## TASK TO CARRY OUT
Please read the records below and return each line holding the string "None".

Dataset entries
====================

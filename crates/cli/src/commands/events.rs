// SPDX-License-Identifier: BUSL-1.1
// Copyright (c) 2026 Alfred Jean LLC

//! `ty events` - watch, list, or manage webhooks for the durable event log.

use std::time::Duration;

use anyhow::Result;
use clap::{Args, Subcommand};

use crate::client::DaemonClient;
use crate::output::OutputFormat;
use crate::poll::{Poller, Tick};

#[derive(Args)]
pub struct EventsArgs {
    #[command(subcommand)]
    pub command: Option<EventsCommand>,
}

#[derive(Subcommand)]
pub enum EventsCommand {
    /// Poll the event log and print new entries as they arrive
    Watch {
        /// Filter by event kind
        #[arg(long = "type")]
        kind: Option<String>,
        /// Filter by task id
        #[arg(long)]
        task: Option<u64>,
        /// Filter by project
        #[arg(long)]
        project: Option<String>,
    },
    /// List recent events
    List {
        /// Max number of events to show
        #[arg(short = 'n', long, default_value = "50")]
        limit: usize,
    },
    /// Manage webhooks notified on every event
    Webhooks(WebhooksArgs),
}

#[derive(Args)]
pub struct WebhooksArgs {
    #[command(subcommand)]
    pub command: WebhooksCommand,
}

#[derive(Subcommand)]
pub enum WebhooksCommand {
    /// Register a webhook URL
    Add { url: String },
    /// List registered webhooks
    List,
    /// Remove a webhook by id
    Remove { id: u64 },
}

pub async fn handle(args: EventsArgs, client: &DaemonClient, format: OutputFormat) -> Result<()> {
    match args.command {
        Some(EventsCommand::Watch { kind, task, project }) => {
            watch(client, kind.as_deref(), task, project.as_deref(), format).await
        }
        Some(EventsCommand::List { limit }) => list(client, limit, format).await,
        Some(EventsCommand::Webhooks(webhooks)) => webhooks_handle(webhooks, client, format).await,
        None => {
            let cmd = crate::find_subcommand(crate::cli_command(), &["events"]);
            crate::help::print_help(cmd);
            Ok(())
        }
    }
}

async fn list(client: &DaemonClient, limit: usize, format: OutputFormat) -> Result<()> {
    let events = client.events_list(Some(limit), None, None, None).await?;
    match format {
        OutputFormat::Json => println!("{}", serde_json::to_string_pretty(&events)?),
        OutputFormat::Text => {
            if events.is_empty() {
                println!("No events.");
                return Ok(());
            }
            for e in &events {
                print_event(&e.kind, e.task_id, e.project.as_deref(), &e.message, e.created_at);
            }
        }
    }
    Ok(())
}

async fn watch(
    client: &DaemonClient, kind: Option<&str>, task: Option<u64>, project: Option<&str>, format: OutputFormat,
) -> Result<()> {
    if matches!(format, OutputFormat::Json) {
        eprintln!("warning: events watch streams text lines; --output json is ignored");
    }

    let mut last_id = 0u64;
    let mut poller = Poller::new(Duration::from_millis(500), None);
    loop {
        match poller.tick().await {
            Tick::Interrupted | Tick::Timeout => return Ok(()),
            Tick::Ready => {}
        }
        let events = client.events_list(None, kind, task, project).await?;
        let threshold = last_id;
        for e in events.iter().filter(|e| e.id > threshold) {
            print_event(&e.kind, e.task_id, e.project.as_deref(), &e.message, e.created_at);
            last_id = last_id.max(e.id);
        }
    }
}

fn print_event(
    kind: &str, task_id: Option<u64>, project: Option<&str>, message: &str,
    created_at: chrono::DateTime<chrono::Utc>,
) {
    let scope = match (task_id, project) {
        (Some(id), _) => format!(" task#{id}"),
        (None, Some(p)) if !p.is_empty() => format!(" {p}"),
        _ => String::new(),
    };
    println!("[{}] {}{}: {}", created_at.format("%H:%M:%S"), kind, scope, message);
}

async fn webhooks_handle(args: WebhooksArgs, client: &DaemonClient, format: OutputFormat) -> Result<()> {
    match args.command {
        WebhooksCommand::Add { url } => {
            let webhook = client.webhook_add(&url).await?;
            match format {
                OutputFormat::Json => println!("{}", serde_json::to_string_pretty(&webhook)?),
                OutputFormat::Text => println!("Registered webhook #{}: {}", webhook.id, webhook.url),
            }
        }
        WebhooksCommand::List => {
            let webhooks = client.webhook_list().await?;
            match format {
                OutputFormat::Json => println!("{}", serde_json::to_string_pretty(&webhooks)?),
                OutputFormat::Text => {
                    if webhooks.is_empty() {
                        println!("No webhooks registered.");
                    } else {
                        for w in &webhooks {
                            println!("#{}: {}", w.id, w.url);
                        }
                    }
                }
            }
        }
        WebhooksCommand::Remove { id } => {
            client.webhook_remove(id).await?;
            match format {
                OutputFormat::Json => {
                    println!("{}", serde_json::to_string_pretty(&serde_json::json!({ "removed": id }))?)
                }
                OutputFormat::Text => println!("Removed webhook #{id}"),
            }
        }
    }
    Ok(())
}
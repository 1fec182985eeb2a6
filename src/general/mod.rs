pub mod batch;
pub mod check;
pub mod transpose;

====================

## RESULT OF THIS EXERCISE
        None => {
    let events = client.events_list(Some(limit), None, None, None).await?;
    let mut poller = Poller::new(Duration::from_millis(500), None);
        let events = client.events_list(None, kind, task, project).await?;
        (None, Some(p)) if !p.is_empty() => format!(" {p}"),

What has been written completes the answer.